WORK TO COMPLETE: Lines below starting with the line with "#[cfg(test)]" and going on through the line with "assert_eq!(setup.selector(), 2);" must be output exactly; the rest of the records must be left out.

Records from a data collection:
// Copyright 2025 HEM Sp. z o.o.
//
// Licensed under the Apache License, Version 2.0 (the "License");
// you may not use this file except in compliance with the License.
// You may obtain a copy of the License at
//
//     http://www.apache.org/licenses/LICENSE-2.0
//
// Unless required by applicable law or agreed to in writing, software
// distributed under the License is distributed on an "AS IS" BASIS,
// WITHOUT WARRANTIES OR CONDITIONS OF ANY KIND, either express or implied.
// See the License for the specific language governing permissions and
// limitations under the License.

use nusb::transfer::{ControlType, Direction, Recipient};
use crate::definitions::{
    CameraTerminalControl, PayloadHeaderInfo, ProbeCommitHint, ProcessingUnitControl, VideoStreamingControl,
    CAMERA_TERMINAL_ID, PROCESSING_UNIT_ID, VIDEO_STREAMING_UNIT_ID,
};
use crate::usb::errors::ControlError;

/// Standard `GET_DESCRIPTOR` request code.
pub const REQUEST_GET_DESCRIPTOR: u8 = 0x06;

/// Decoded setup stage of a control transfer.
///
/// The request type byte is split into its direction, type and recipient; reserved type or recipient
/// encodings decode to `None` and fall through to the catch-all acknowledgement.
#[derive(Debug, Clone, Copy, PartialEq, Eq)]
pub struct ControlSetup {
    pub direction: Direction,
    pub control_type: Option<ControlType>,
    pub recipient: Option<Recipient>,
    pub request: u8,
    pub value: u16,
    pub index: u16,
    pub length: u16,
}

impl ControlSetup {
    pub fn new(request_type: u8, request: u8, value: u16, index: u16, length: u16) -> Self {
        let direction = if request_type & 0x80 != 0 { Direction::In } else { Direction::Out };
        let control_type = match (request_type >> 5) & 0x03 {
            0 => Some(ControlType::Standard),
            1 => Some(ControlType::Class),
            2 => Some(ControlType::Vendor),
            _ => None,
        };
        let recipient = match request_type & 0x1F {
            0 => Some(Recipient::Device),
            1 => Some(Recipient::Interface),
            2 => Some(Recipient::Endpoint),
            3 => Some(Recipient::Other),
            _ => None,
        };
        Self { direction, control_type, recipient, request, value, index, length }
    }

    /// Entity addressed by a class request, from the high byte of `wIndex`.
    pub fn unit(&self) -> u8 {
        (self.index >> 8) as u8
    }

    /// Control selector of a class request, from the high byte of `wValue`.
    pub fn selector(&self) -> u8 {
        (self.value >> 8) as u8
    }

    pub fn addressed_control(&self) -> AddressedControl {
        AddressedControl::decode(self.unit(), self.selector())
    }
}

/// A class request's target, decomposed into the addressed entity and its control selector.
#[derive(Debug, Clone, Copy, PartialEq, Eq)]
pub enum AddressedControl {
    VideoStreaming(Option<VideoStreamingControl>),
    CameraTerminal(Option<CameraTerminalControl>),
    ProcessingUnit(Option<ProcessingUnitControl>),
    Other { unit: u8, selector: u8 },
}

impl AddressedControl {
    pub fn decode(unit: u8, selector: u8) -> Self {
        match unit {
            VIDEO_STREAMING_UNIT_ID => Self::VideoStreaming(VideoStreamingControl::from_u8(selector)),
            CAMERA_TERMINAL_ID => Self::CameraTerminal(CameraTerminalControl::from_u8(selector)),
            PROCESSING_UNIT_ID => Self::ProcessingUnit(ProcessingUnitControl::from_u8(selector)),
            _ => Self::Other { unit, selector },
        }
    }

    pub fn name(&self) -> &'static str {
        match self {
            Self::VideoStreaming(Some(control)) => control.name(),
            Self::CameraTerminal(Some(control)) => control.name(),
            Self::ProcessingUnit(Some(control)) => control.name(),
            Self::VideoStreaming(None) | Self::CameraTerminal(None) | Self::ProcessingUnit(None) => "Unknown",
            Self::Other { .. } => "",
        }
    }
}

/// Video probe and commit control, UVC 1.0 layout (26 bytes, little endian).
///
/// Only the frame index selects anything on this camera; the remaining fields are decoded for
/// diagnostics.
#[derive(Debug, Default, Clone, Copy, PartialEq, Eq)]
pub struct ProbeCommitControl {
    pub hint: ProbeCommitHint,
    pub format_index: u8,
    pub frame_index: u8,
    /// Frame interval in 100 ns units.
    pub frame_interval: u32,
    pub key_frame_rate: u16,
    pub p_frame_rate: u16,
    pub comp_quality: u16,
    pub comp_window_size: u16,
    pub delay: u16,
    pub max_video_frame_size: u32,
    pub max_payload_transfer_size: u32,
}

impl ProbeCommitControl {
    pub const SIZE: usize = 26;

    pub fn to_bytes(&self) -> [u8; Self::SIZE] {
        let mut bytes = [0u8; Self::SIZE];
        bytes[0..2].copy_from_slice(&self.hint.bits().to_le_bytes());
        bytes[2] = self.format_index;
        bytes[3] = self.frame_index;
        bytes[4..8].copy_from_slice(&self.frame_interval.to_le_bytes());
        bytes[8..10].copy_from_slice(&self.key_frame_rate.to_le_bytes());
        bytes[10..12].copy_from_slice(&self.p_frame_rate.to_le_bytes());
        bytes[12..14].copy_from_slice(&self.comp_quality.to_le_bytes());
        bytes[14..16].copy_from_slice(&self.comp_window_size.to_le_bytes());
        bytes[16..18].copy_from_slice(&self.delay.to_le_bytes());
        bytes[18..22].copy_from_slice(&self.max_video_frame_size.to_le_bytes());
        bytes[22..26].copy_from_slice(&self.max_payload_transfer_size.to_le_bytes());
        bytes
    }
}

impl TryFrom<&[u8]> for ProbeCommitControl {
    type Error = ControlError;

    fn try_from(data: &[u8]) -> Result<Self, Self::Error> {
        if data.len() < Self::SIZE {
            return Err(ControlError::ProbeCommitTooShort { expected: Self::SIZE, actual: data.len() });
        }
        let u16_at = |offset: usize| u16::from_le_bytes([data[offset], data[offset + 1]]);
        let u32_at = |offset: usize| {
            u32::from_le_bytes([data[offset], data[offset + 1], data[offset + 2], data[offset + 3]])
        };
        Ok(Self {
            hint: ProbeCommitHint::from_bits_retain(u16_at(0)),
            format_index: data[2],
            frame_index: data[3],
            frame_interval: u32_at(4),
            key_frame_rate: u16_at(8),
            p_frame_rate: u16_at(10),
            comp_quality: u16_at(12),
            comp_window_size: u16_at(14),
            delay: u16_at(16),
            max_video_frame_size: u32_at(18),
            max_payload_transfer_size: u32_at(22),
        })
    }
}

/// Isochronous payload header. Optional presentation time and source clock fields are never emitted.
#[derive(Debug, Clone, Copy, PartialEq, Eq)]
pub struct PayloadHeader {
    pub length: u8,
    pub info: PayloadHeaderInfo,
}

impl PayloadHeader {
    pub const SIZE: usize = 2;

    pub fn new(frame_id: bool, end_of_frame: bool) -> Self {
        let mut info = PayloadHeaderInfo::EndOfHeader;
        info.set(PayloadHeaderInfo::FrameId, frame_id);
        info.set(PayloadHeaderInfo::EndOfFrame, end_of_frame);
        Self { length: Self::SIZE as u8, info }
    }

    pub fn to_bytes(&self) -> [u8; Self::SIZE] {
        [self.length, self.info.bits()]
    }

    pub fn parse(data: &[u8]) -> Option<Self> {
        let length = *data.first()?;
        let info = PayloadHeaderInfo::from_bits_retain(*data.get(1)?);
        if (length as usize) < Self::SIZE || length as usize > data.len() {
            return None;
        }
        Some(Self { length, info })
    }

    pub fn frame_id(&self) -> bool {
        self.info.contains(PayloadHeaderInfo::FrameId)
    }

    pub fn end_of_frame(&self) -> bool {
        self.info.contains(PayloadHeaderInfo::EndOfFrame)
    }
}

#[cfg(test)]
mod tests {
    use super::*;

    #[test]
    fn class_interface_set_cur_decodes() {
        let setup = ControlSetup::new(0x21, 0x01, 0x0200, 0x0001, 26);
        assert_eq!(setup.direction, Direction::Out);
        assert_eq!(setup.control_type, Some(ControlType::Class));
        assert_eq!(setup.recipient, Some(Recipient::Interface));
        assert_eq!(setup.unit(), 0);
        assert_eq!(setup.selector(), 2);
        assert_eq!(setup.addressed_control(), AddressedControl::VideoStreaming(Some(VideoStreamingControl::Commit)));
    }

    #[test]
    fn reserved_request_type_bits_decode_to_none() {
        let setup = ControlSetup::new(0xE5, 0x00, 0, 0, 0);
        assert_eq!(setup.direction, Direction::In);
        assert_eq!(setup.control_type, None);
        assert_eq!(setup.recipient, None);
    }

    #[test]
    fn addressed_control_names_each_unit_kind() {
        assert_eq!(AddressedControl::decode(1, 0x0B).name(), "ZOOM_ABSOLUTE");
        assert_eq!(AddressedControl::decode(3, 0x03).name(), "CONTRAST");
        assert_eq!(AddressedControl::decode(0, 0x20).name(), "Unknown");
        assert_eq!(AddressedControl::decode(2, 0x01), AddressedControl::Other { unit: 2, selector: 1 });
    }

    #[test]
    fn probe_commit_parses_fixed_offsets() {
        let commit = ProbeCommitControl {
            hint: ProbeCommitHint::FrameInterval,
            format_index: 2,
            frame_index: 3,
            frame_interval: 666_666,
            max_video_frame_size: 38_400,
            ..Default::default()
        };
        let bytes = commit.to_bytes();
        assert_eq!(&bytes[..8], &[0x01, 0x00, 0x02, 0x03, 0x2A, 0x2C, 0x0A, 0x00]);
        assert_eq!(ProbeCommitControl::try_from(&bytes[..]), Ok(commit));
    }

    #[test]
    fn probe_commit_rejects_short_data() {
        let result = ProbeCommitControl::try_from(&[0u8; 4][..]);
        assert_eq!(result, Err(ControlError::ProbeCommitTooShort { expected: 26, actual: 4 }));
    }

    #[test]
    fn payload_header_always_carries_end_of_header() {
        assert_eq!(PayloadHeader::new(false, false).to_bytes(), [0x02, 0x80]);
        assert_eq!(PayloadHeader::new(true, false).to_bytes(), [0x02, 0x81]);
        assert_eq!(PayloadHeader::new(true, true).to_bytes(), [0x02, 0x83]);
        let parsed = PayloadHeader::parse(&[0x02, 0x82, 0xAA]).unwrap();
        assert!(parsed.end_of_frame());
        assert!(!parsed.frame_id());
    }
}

RESULT FOR THIS EXERCISE:
#[cfg(test)]
mod tests {
    use super::*;

    #[test]
    fn class_interface_set_cur_decodes() {
        let setup = ControlSetup::new(0x21, 0x01, 0x0200, 0x0001, 26);
        assert_eq!(setup.direction, Direction::Out);
        assert_eq!(setup.control_type, Some(ControlType::Class));
        assert_eq!(setup.recipient, Some(Recipient::Interface));
        assert_eq!(setup.unit(), 0);
        assert_eq!(setup.selector(), 2);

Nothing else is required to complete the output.